##### Records for the exercise #####
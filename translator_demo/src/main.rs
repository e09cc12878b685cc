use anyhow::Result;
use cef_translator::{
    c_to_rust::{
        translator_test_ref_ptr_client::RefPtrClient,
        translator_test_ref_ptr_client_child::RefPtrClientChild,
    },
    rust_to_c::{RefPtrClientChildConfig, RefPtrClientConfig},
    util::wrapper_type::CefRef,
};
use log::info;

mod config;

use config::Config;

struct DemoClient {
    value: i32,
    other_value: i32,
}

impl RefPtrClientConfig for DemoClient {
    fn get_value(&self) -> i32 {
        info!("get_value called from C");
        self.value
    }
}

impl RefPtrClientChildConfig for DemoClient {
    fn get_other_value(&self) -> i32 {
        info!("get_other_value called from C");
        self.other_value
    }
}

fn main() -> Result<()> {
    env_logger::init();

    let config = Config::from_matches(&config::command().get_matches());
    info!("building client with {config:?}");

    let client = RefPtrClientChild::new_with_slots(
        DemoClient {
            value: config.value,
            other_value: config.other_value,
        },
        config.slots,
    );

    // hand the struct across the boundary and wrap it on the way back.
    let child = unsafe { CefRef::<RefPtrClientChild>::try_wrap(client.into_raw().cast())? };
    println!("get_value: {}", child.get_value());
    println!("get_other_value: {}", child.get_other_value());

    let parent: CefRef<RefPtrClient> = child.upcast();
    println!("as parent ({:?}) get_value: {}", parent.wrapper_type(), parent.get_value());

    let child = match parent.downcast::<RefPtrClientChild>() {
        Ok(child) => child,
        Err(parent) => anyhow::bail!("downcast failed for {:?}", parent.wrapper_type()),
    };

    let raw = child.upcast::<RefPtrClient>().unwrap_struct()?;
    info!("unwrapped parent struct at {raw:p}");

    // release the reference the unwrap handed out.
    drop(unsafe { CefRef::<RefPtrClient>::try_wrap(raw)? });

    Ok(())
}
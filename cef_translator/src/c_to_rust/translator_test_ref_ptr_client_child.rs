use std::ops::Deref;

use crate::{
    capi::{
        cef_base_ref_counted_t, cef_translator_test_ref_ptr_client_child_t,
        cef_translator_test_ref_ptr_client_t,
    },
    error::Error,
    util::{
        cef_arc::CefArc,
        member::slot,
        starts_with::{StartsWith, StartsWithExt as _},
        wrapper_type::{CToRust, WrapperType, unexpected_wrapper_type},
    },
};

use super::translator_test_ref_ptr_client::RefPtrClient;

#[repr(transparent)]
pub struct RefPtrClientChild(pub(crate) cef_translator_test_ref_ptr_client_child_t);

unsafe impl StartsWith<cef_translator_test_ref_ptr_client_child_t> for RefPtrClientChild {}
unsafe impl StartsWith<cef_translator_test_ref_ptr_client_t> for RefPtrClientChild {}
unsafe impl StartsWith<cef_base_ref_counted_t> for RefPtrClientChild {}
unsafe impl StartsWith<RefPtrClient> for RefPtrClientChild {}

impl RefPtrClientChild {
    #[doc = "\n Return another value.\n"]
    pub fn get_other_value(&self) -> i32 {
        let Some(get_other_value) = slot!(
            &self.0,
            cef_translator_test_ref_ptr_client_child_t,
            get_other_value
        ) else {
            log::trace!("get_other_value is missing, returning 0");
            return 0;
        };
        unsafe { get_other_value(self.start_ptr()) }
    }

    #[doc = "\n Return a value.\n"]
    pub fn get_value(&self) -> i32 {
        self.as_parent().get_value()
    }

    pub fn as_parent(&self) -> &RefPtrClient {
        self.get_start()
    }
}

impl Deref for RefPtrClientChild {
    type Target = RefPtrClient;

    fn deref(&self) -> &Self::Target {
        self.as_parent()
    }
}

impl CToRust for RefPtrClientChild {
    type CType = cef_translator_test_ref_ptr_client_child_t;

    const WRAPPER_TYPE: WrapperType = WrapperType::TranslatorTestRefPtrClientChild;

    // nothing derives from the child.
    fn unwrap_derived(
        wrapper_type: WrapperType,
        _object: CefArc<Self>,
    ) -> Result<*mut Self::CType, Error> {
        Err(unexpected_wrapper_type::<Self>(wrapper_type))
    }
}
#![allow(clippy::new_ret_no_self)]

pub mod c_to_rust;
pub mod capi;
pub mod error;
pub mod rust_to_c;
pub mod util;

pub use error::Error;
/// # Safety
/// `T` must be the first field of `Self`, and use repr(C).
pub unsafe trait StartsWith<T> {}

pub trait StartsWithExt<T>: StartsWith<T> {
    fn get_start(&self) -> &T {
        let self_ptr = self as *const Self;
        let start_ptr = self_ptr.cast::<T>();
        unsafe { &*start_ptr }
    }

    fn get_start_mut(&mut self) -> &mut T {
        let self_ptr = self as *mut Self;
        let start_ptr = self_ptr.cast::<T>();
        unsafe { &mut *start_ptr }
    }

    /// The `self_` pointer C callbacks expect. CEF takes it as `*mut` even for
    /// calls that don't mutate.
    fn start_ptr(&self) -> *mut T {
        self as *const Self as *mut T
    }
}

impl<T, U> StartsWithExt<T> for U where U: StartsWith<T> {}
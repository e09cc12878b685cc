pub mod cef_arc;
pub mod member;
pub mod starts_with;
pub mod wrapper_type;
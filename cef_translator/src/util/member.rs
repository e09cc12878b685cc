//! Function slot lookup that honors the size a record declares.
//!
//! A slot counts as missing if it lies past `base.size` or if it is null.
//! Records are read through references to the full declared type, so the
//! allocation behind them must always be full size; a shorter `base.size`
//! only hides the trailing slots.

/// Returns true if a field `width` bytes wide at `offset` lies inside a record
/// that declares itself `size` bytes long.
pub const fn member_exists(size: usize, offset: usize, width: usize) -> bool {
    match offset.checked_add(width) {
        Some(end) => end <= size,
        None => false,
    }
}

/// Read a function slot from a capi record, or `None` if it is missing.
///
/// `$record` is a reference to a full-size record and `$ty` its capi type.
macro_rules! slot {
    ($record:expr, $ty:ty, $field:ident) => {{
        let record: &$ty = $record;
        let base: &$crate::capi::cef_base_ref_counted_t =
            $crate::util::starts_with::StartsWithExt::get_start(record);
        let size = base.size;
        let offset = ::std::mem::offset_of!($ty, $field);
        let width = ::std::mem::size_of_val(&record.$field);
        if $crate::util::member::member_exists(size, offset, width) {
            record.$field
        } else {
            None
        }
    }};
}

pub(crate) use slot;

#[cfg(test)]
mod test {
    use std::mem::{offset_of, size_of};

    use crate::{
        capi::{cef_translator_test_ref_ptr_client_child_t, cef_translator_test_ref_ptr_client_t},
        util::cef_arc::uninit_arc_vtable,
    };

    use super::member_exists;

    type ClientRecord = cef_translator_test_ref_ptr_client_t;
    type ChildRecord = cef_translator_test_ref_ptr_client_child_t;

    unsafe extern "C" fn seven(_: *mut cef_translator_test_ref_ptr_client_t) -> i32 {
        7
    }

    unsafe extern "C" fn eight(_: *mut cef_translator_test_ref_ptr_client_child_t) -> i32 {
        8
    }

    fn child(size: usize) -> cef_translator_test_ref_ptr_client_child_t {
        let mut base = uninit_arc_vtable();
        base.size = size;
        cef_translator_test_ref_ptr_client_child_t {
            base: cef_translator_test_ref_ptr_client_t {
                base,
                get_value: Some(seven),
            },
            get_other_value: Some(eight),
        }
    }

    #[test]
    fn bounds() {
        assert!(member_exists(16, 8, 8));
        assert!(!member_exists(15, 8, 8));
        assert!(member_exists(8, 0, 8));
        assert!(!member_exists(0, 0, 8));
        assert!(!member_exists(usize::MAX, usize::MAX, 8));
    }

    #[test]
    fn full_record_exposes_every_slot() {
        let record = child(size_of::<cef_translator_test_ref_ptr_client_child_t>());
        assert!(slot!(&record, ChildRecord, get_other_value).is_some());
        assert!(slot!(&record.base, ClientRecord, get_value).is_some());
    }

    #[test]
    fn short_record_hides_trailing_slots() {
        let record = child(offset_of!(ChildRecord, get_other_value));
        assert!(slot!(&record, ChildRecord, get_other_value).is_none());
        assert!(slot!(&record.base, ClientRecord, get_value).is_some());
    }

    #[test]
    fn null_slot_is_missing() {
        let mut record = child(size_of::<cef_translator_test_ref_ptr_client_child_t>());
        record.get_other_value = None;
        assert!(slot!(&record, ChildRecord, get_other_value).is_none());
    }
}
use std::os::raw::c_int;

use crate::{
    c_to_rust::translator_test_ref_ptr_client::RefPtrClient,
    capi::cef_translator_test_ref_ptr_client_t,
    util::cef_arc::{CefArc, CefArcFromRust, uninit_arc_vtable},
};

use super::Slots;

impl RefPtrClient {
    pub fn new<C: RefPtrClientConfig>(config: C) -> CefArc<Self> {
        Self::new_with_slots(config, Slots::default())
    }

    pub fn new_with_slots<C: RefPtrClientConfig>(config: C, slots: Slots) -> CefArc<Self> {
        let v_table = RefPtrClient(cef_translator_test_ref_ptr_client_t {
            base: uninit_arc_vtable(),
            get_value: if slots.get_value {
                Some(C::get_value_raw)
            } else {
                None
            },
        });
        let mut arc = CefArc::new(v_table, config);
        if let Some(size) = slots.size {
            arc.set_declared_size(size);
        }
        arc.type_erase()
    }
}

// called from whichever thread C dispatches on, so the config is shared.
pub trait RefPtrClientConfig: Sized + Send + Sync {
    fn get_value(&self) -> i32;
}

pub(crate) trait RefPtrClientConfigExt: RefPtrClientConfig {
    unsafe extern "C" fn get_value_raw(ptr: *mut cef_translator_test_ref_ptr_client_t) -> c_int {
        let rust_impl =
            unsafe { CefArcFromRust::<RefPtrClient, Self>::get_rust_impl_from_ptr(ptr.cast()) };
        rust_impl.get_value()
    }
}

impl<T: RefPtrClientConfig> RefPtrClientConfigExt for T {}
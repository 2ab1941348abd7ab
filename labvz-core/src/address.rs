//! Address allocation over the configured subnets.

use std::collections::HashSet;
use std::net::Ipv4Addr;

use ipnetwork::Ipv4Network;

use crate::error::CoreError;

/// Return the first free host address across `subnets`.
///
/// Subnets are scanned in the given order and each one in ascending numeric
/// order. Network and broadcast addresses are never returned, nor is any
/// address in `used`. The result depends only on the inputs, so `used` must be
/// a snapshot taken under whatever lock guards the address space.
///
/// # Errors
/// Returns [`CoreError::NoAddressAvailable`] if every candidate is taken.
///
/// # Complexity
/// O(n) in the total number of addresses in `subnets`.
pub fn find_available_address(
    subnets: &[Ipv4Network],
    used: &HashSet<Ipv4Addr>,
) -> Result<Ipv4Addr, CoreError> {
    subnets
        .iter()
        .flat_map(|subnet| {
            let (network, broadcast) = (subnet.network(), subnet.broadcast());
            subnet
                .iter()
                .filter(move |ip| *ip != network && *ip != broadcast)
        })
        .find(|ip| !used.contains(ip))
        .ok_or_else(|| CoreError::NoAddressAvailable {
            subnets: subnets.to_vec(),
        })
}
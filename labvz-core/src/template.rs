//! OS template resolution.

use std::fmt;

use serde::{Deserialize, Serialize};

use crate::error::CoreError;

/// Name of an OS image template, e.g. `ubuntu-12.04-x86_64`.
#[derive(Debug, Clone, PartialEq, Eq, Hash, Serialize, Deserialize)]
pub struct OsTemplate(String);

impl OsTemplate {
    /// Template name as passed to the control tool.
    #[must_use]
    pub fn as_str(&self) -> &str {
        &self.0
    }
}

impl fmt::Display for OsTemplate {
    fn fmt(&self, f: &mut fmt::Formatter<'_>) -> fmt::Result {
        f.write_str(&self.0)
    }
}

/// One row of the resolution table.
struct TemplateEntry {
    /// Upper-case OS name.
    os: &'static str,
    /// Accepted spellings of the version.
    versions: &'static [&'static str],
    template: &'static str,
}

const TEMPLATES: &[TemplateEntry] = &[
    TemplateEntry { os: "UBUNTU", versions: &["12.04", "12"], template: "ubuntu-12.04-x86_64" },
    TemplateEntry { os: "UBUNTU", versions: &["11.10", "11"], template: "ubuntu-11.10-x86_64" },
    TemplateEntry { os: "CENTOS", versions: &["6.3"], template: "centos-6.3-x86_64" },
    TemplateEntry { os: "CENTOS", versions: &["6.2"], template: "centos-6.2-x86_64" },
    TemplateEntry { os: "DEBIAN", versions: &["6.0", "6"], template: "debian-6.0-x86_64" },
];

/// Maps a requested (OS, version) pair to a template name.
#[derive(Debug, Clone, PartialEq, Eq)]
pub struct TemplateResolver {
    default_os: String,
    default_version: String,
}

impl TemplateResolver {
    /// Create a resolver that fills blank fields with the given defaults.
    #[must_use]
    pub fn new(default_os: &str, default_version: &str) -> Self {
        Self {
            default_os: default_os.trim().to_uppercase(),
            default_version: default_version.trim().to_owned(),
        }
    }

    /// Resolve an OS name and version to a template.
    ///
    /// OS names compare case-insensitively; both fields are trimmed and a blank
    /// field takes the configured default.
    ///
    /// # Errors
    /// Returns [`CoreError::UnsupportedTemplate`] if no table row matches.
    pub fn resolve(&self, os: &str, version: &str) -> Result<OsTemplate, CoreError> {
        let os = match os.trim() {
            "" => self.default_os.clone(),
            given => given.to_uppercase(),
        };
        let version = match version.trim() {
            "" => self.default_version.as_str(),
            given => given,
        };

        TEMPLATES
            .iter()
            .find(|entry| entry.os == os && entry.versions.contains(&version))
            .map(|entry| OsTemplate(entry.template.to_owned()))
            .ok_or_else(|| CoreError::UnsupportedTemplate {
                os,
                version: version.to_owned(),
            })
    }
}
#####
_To do_
Using the listing above, return word for word each line from the one that has "let child = match" through the one that has "pub fn get_value(&self)", and no line outside that range.

_Response below_
    let child = match parent.downcast::<RefPtrClientChild>() {
        Ok(child) => child,
        Err(parent) => anyhow::bail!("downcast failed for {:?}", parent.wrapper_type()),
    };

    let raw = child.upcast::<RefPtrClient>().unwrap_struct()?;
    info!("unwrapped parent struct at {raw:p}");

    // release the reference the unwrap handed out.
    drop(unsafe { CefRef::<RefPtrClient>::try_wrap(raw)? });

    Ok(())
}
filename cef_translator/src/c_to_rust/translator_test_ref_ptr_client_child.rs
use std::ops::Deref;

use crate::{
    capi::{
        cef_base_ref_counted_t, cef_translator_test_ref_ptr_client_child_t,
        cef_translator_test_ref_ptr_client_t,
    },
    error::Error,
    util::{
        cef_arc::CefArc,
        member::slot,
        starts_with::{StartsWith, StartsWithExt as _},
        wrapper_type::{CToRust, WrapperType, unexpected_wrapper_type},
    },
};

use super::translator_test_ref_ptr_client::RefPtrClient;

#[repr(transparent)]
pub struct RefPtrClientChild(pub(crate) cef_translator_test_ref_ptr_client_child_t);

unsafe impl StartsWith<cef_translator_test_ref_ptr_client_child_t> for RefPtrClientChild {}
unsafe impl StartsWith<cef_translator_test_ref_ptr_client_t> for RefPtrClientChild {}
unsafe impl StartsWith<cef_base_ref_counted_t> for RefPtrClientChild {}
unsafe impl StartsWith<RefPtrClient> for RefPtrClientChild {}

impl RefPtrClientChild {
    #[doc = "\n Return another value.\n"]
    pub fn get_other_value(&self) -> i32 {
        let Some(get_other_value) = slot!(
            &self.0,
            cef_translator_test_ref_ptr_client_child_t,
            get_other_value
        ) else {
            log::trace!("get_other_value is missing, returning 0");
            return 0;
        };
        unsafe { get_other_value(self.start_ptr()) }
    }

    #[doc = "\n Return a value.\n"]
    pub fn get_value(&self) -> i32 {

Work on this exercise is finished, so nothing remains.